BAYES-LOSVD performs non-parametric extraction of the Line-Of-Sight Velocity Distributions in galaxies. Written in Python, it uses Stan (ascl:1801.003) to perform all the computations and provides reliable uncertainties for all the parameters of the model chosen for the fit. The code comes with a large number of features, including read-in routines for some of the most popular IFU spectrographs and surveys, such as ATLAS3D, CALIFA, MaNGA, MUSE-WFM, SAMI, and SAURON.

[ascl:1505.027] BAYES-X: Bayesian inference tool for the analysis of X-ray observations of galaxy clusters

The great majority of X-ray measurements of cluster masses in the literature assume parametrized functional forms for the radial distribution of two independent cluster thermodynamic properties, such as electron density and temperature, to model the X-ray surface brightness. These radial profiles (e.g. β-model) have an amplitude normalization parameter and two or more shape parameters. BAYES-X uses a cluster model to parametrize the radial X-ray surface brightness profile and explore the constraints on both model parameters and physical parameters. Bayes-X is programmed in Fortran and uses MultiNest (ascl:1109.006) as the Bayesian inference engine.

[ascl:2002.018] Bayesfit: Command-line program for combining Tempo2 and MultiNest components

Bayesfit pulls together Tempo2 (ascl:1210.015) and MultiNest (ascl:1109.006) components to provide additional functionality such as the specification of priors; Nelder–Mead optimization of the maximum-posterior point; and the capability of computing the partially marginalized likelihood for a given subset of timing-model parameters. Bayesfit is a single python command-line application.

[ascl:1407.015] BayesFlare: Bayesian method for detecting stellar flares

BayesFlare identifies flaring events in light curves released by the Kepler mission; it identifies even weak events by making use of the flare signal shape. The package contains functions to perform Bayesian hypothesis testing comparing the probability of light curves containing flares to that of them containing noise (or non-flare-like) artifacts. BayesFlare includes functions in its amplitude-marginalizer suite to account for underlying sinusoidal variations in light curve data; it includes such variations in the signal model, and then analytically marginalizes over them.

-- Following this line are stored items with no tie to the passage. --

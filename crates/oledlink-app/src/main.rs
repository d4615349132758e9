mod config;

use anyhow::{anyhow, bail, Context, Result};
use clap::{Args, Parser, Subcommand};
use config::{AppConfig, DecodeFailure};
use crossbeam_channel::{unbounded, Receiver, RecvTimeoutError, Sender};
use oledlink_codec::{decode, encode};
use oledlink_core::{
    list_ports, BridgeEvent, BridgeService, BridgeState, RawSnapshot, RunOutcome, Severity,
    SimulatedSource, SystemPorts, TelemetrySource, TimedSource,
};
use std::io::{BufRead, BufReader};
use std::path::{Path, PathBuf};
use std::time::Duration;
use tracing_subscriber::EnvFilter;

/// Forwards hardware monitoring telemetry to a serial OLED display.
#[derive(Parser, Debug)]
#[command(author, version, about, long_about = None)]
struct Cli {
    /// Log at debug level (RUST_LOG overrides)
    #[arg(short, long, global = true)]
    verbose: bool,

    /// Settings file (default: <config dir>/oledlink/config.json)
    #[arg(long, global = true)]
    config: Option<PathBuf>,

    #[command(subcommand)]
    command: Command,
}

#[derive(Subcommand, Debug)]
enum Command {
    /// List available serial ports
    List,
    /// Bridge telemetry to a port until Ctrl-C or Enter
    Run(RunArgs),
    /// Poll the telemetry source once and print what would be sent
    Probe(SourceArgs),
}

#[derive(Args, Debug)]
struct RunArgs {
    /// Serial port (defaults to the last one used)
    #[arg(short, long)]
    port: Option<String>,

    /// Milliseconds between lines
    #[arg(long)]
    interval_ms: Option<u64>,

    /// Upper bound for one telemetry poll, in milliseconds
    #[arg(long)]
    poll_timeout_ms: Option<u64>,

    /// End the run on malformed telemetry instead of sending the fallback line
    #[arg(long)]
    stop_on_decode_error: bool,

    #[command(flatten)]
    source: SourceArgs,
}

#[derive(Args, Debug)]
struct SourceArgs {
    /// Use synthetic readings instead of the native accessor
    #[arg(long)]
    simulate: bool,
}

fn main() -> Result<()> {
    let cli = Cli::parse();

    let filter = if cli.verbose { "debug" } else { "info" };
    tracing_subscriber::fmt()
        .with_env_filter(EnvFilter::try_from_default_env().unwrap_or_else(|_| EnvFilter::new(filter)))
        .with_target(false)
        .init();

    let config_path = cli.config.clone().or_else(AppConfig::default_path);
    let mut config = match &config_path {
        Some(path) => AppConfig::load(path)?,
        None => AppConfig::default(),
    };

    match cli.command {
        Command::List => list(),
        Command::Probe(args) => probe(&config, &args),
        Command::Run(args) => run(&mut config, config_path.as_deref(), args),
    }
}

fn list() -> Result<()> {
    let ports = list_ports();
    if ports.is_empty() {
        println!("No available serial ports.");
        return Ok(());
    }
    for port in ports {
        match &port.description {
            Some(description) => println!("{:<28} {} {description}", port.display_name(), port.kind),
            None => println!("{:<28} {}", port.display_name(), port.kind),
        }
    }
    Ok(())
}

fn open_source(args: &SourceArgs) -> Result<Box<dyn TelemetrySource>> {
    if args.simulate {
        return Ok(Box::new(SimulatedSource::new()));
    }
    #[cfg(feature = "afterburner")]
    {
        Ok(Box::new(oledlink_core::AfterburnerSource))
    }
    #[cfg(not(feature = "afterburner"))]
    {
        bail!("built without the `afterburner` feature; pass --simulate to use synthetic readings")
    }
}

fn probe(config: &AppConfig, args: &SourceArgs) -> Result<()> {
    let source = open_source(args)?;
    let timeout = Duration::from_millis(config.poll_timeout_ms.max(1));
    let mut source = TimedSource::spawn(source, timeout).context("starting telemetry thread")?;

    let mut snapshot = RawSnapshot::new();
    let len = snapshot.fill_from(&mut source);
    if len <= 0 {
        println!("{}", encode(None));
        bail!("no telemetry available (source returned {len}); is the monitoring host running?");
    }

    let frame = decode(snapshot.buffer(), len)?;
    println!("{}", serde_json::to_string_pretty(&frame)?);
    println!("{}", encode(Some(&frame)));
    Ok(())
}

fn run(config: &mut AppConfig, config_path: Option<&Path>, args: RunArgs) -> Result<()> {
    if let Some(ms) = args.interval_ms {
        config.interval_ms = ms;
    }
    if let Some(ms) = args.poll_timeout_ms {
        config.poll_timeout_ms = ms;
    }
    if args.stop_on_decode_error {
        config.decode_failure = DecodeFailure::Stop;
    }
    let settings = config.to_settings()?;
    let port = args.port.or_else(|| config.last_port.clone());

    let source = open_source(&args.source)?;
    let mut service = BridgeService::new(SystemPorts, source, settings)?;
    let handle = service
        .start(port.as_deref())
        .context("pass --port, see `oledlink list` for candidates")?;

    let mut memory = PortMemory::new(config_path, port);
    let rx_stop = stop_requests(BufReader::new(std::io::stdin()))?;
    log::info!("press Enter or Ctrl-C to stop");

    let mut stop_sent = false;
    let outcome = loop {
        if !stop_sent && rx_stop.try_recv().is_ok() {
            log::info!("stopping");
            service.stop(handle);
            stop_sent = true;
        }
        match service.events().recv_timeout(Duration::from_millis(100)) {
            Ok(event) => {
                render(&event);
                memory.observe(config, &event);
                if let BridgeEvent::Finished(outcome) = event {
                    break outcome;
                }
            }
            Err(RecvTimeoutError::Timeout) => {}
            Err(RecvTimeoutError::Disconnected) => bail!("bridge event stream closed"),
        }
    };
    service.wait();

    match outcome {
        RunOutcome::Cancelled => Ok(()),
        fault => Err(anyhow!("{fault}")),
    }
}

fn render(event: &BridgeEvent) {
    match event {
        BridgeEvent::StateChanged(state) => log::debug!("state: {state}"),
        BridgeEvent::Status { severity: Severity::Critical, message } => log::error!("{message}"),
        BridgeEvent::Status { severity: Severity::Recoverable, message } => log::warn!("{message}"),
        BridgeEvent::Status { severity: Severity::Informational, message } => log::info!("{message}"),
        BridgeEvent::LineSent(line) => log::debug!("sent {line}"),
        BridgeEvent::Finished(outcome) => log::info!("finished: {outcome}"),
    }
}

/// Saves the port once the run has actually opened it.
struct PortMemory<'a> {
    path: Option<&'a Path>,
    port: Option<String>,
}

impl<'a> PortMemory<'a> {
    fn new(path: Option<&'a Path>, port: Option<String>) -> Self {
        Self { path, port }
    }

    fn observe(&mut self, config: &mut AppConfig, event: &BridgeEvent) {
        if *event != BridgeEvent::StateChanged(BridgeState::Running) {
            return;
        }
        let (Some(path), Some(port)) = (self.path, self.port.take()) else {
            return;
        };
        config.last_port = Some(port);
        if let Err(e) = config.save(path) {
            log::warn!("could not remember the port: {e:#}");
        }
    }
}

/// Fires on Ctrl-C / SIGTERM, or when a line is entered on `input`.
/// End of input is not a stop request, so the bridge keeps running detached.
fn stop_requests<R>(input: R) -> Result<Receiver<()>>
where
    R: BufRead + Send + 'static,
{
    let (tx, rx) = unbounded();

    let tx_signal = tx.clone();
    ctrlc::set_handler(move || {
        let _ = tx_signal.send(());
    })
    .context("installing the Ctrl-C handler")?;

    watch_input(input, tx);
    Ok(rx)
}

fn watch_input<R>(mut input: R, tx: Sender<()>)
where
    R: BufRead + Send + 'static,
{
    std::thread::spawn(move || {
        let mut line = String::new();
        match input.read_line(&mut line) {
            Ok(0) => log::debug!("stdin closed, Enter-to-stop disabled"),
            Ok(_) => {
                let _ = tx.send(());
            }
            Err(e) => log::debug!("stdin unreadable ({e}), Enter-to-stop disabled"),
        }
    });
}
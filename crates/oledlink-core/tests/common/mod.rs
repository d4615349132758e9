#![allow(dead_code)]

use oledlink_core::{ChannelError, ChannelOpener, SerialChannel, SerialConfig, TelemetrySource};
use parking_lot::Mutex;
use std::collections::VecDeque;
use std::sync::atomic::{AtomicUsize, Ordering};
use std::sync::Arc;

/// Call counts shared between a test and the fakes it hands to the service.
#[derive(Default)]
pub struct Counters {
    pub opens: AtomicUsize,
    pub writes: AtomicUsize,
    pub closes: AtomicUsize,
    pub polls: AtomicUsize,
    pub lines: Mutex<Vec<String>>,
    pub opened_ports: Mutex<Vec<String>>,
}

impl Counters {
    pub fn opens(&self) -> usize {
        self.opens.load(Ordering::SeqCst)
    }

    pub fn writes(&self) -> usize {
        self.writes.load(Ordering::SeqCst)
    }

    pub fn closes(&self) -> usize {
        self.closes.load(Ordering::SeqCst)
    }

    pub fn polls(&self) -> usize {
        self.polls.load(Ordering::SeqCst)
    }

    pub fn lines(&self) -> Vec<String> {
        self.lines.lock().clone()
    }
}

pub struct FakePorts {
    pub counters: Arc<Counters>,
    pub fail_open: bool,
    /// Number of writes that succeed before every further write fails.
    pub fail_write_after: Option<usize>,
}

impl FakePorts {
    pub fn new(counters: &Arc<Counters>) -> Self {
        Self { counters: Arc::clone(counters), fail_open: false, fail_write_after: None }
    }
}

impl ChannelOpener for FakePorts {
    fn open(&self, port_name: &str, _cfg: &SerialConfig) -> Result<Box<dyn SerialChannel>, ChannelError> {
        self.counters.opens.fetch_add(1, Ordering::SeqCst);
        self.counters.opened_ports.lock().push(port_name.to_string());
        if self.fail_open {
            return Err(ChannelError::OpenFailed(format!("{port_name}: access denied")));
        }
        Ok(Box::new(FakeChannel {
            counters: Arc::clone(&self.counters),
            fail_write_after: self.fail_write_after,
            written: 0,
        }))
    }
}

struct FakeChannel {
    counters: Arc<Counters>,
    fail_write_after: Option<usize>,
    written: usize,
}

impl SerialChannel for FakeChannel {
    fn write_line(&mut self, line: &str) -> Result<(), ChannelError> {
        self.counters.writes.fetch_add(1, Ordering::SeqCst);
        if self.fail_write_after.map_or(false, |n| self.written >= n) {
            return Err(ChannelError::WriteFailed("device unplugged".to_string()));
        }
        self.written += 1;
        self.counters.lines.lock().push(line.to_string());
        Ok(())
    }

    fn close(&mut self) {
        self.counters.closes.fetch_add(1, Ordering::SeqCst);
    }
}

#[derive(Debug, Clone, Copy)]
pub enum Reply {
    Data(&'static str),
    NoData,
}

/// Replies from a script, then repeats `then` forever.
pub struct ScriptedSource {
    counters: Arc<Counters>,
    script: VecDeque<Reply>,
    then: Reply,
}

impl ScriptedSource {
    pub fn new(counters: &Arc<Counters>, script: &[Reply], then: Reply) -> Self {
        Self {
            counters: Arc::clone(counters),
            script: script.iter().copied().collect(),
            then,
        }
    }
}

impl TelemetrySource for ScriptedSource {
    fn poll(&mut self, buffer: &mut [u8]) -> i32 {
        self.counters.polls.fetch_add(1, Ordering::SeqCst);
        match self.script.pop_front().unwrap_or(self.then) {
            Reply::Data(text) => {
                buffer[..text.len()].copy_from_slice(text.as_bytes());
                text.len() as i32
            }
            Reply::NoData => 0,
        }
    }
}
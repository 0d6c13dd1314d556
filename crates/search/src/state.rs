use crate::engine::PatternEngine;
use crate::matcher::MatchResults;

#[derive(Debug, Clone, Copy, PartialEq, Eq, Default)]
pub enum SearchPhase {
    #[default]
    Idle,
    Searching,
    Results,
}

/// Manages the search session lifecycle.
///
/// The session tracks the current inputs, which phase the UI is in, and
/// the latest completed results. Searches run elsewhere (a worker thread
/// in the TUI); the session hands out a generation number at start and
/// only accepts a completion carrying the current generation, so the most
/// recently started search always wins.
#[derive(Debug, Clone, Default)]
pub struct SearchSession {
    engine: PatternEngine,
    text: String,
    phase: SearchPhase,
    results: MatchResults,
    generation: u64,
}

impl SearchSession {
    pub fn new() -> Self {
        Self::default()
    }

    pub fn text(&self) -> &str {
        &self.text
    }

    pub fn set_text(&mut self, text: &str) {
        self.text = text.to_string();
    }

    pub fn pattern(&self) -> &str {
        self.engine.pattern()
    }

    pub fn set_pattern(&mut self, pattern: &str) {
        self.engine.set_pattern(pattern);
    }

    pub fn phase(&self) -> SearchPhase {
        self.phase
    }

    pub fn is_searching(&self) -> bool {
        self.phase == SearchPhase::Searching
    }

    pub fn has_searched(&self) -> bool {
        self.phase == SearchPhase::Results
    }

    /// Whether the trigger action is currently allowed: both inputs
    /// non-empty and no search in flight.
    pub fn can_search(&self) -> bool {
        !self.text.is_empty() && self.engine.has_pattern() && !self.is_searching()
    }

    /// Move to the Searching phase and return the generation the eventual
    /// completion must carry. Prior results are dropped immediately, as
    /// in the original UI. Returns None when either input is empty.
    pub fn begin_search(&mut self) -> Option<u64> {
        if self.text.is_empty() || !self.engine.has_pattern() {
            return None;
        }
        self.generation += 1;
        self.phase = SearchPhase::Searching;
        self.results = MatchResults::new();
        Some(self.generation)
    }

    /// Install completed results. A completion for a superseded
    /// generation is discarded and the return value is false.
    pub fn complete(&mut self, generation: u64, results: MatchResults) -> bool {
        if generation != self.generation {
            log::debug!("discarding stale search completion (generation {generation})");
            return false;
        }
        self.results = results;
        self.phase = SearchPhase::Results;
        true
    }

    /// Run the search synchronously. The CLI path has no repaint to wait
    /// for, so it skips the deferred hand-off.
    pub fn search_now(&mut self) {
        if let Some(generation) = self.begin_search() {
            let results = self.engine.scan(&self.text);
            self.complete(generation, results);
        }
    }

    pub fn results(&self) -> &MatchResults {
        &self.results
    }

    pub fn results_mut(&mut self) -> &mut MatchResults {
        &mut self.results
    }

    /// Reset to Idle and drop any results.
    pub fn clear(&mut self) {
        self.generation += 1;
        self.phase = SearchPhase::Idle;
        self.results = MatchResults::new();
    }

    pub fn next_match(&mut self) {
        self.results.next();
    }

    pub fn previous_match(&mut self) {
        self.results.previous();
    }
}
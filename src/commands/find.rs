use anagrep_search::{SearchSession, Segment, segment};
use anyhow::Result;
use crossterm::style::Stylize;
use serde_json::json;

/// One-shot search: print the highlighted string, the match list, and a
/// count summary. Zero matches is a normal outcome, not an error.
pub fn run(text: &str, pattern: &str, json: bool) -> Result<()> {
    let mut session = SearchSession::new();
    session.set_text(text);
    session.set_pattern(pattern);
    session.search_now();

    let results = session.results();

    if json {
        let payload = json!({
            "pattern": pattern,
            "count": results.count(),
            "matches": results.matches(),
        });
        println!("{}", serde_json::to_string_pretty(&payload)?);
        return Ok(());
    }

    for seg in segment(text, results.matches()) {
        match seg {
            Segment::Plain(part) => print!("{part}"),
            Segment::Highlighted(part) => print!("{}", part.bold().reverse()),
        }
    }
    println!();
    println!();

    for m in results.matches() {
        println!("  Index: {:>5}  {}", m.index, m.value.as_str().bold());
    }
    if !results.is_empty() {
        println!();
    }
    println!("{}", summary(results.count(), pattern));

    Ok(())
}

pub fn summary(count: usize, pattern: &str) -> String {
    format!(
        "Found {} match{} for the pattern \"{}\".",
        count,
        if count == 1 { "" } else { "es" },
        pattern
    )
}
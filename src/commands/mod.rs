pub mod find;
pub mod tui;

[ascl:1209.001] Bayesian Blocks: Detecting and characterizing local variability in time series

Bayesian Blocks is a time-domain algorithm for detecting localized structures (bursts), revealing pulse shapes within bursts, and generally characterizing intensity variations. The input is raw time series data, in almost any form. Three data modes are elaborated: (1) time-tagged events, (2) binned counts, and (3) measurements at arbitrary times with normal errors. The output is the most probable segmentation of the observation interval into sub-intervals during which the signal is perceptibly constant, i.e. has no statistically significant variations. The idea is not that the source is deemed to actually have this discontinuous, piecewise constant form, rather that such an approximate and generic model is often useful. Treatment of data gaps, variable exposure, extension to piecewise linear and piecewise exponential representations, multi-variate time series data, analysis of variance, data on the circle, other data modes, and dispersed data are included.

This implementation is exact and replaces the greedy, approximate, and outdated algorithm implemented in BLOCK.

[ascl:2204.004] Bayesian SZNet: Bayesian deep learning to predict redshift with uncertainty

Bayesian SZNet predicts spectroscopic redshift through use of a Bayesian convolutional network. It uses Monte Carlo dropout to associate predictions with predictive uncertainties, allowing the user to determine unusual or problematic spectra for visual inspection and thresholding to balance between the number of incorrect redshift predictions and coverage.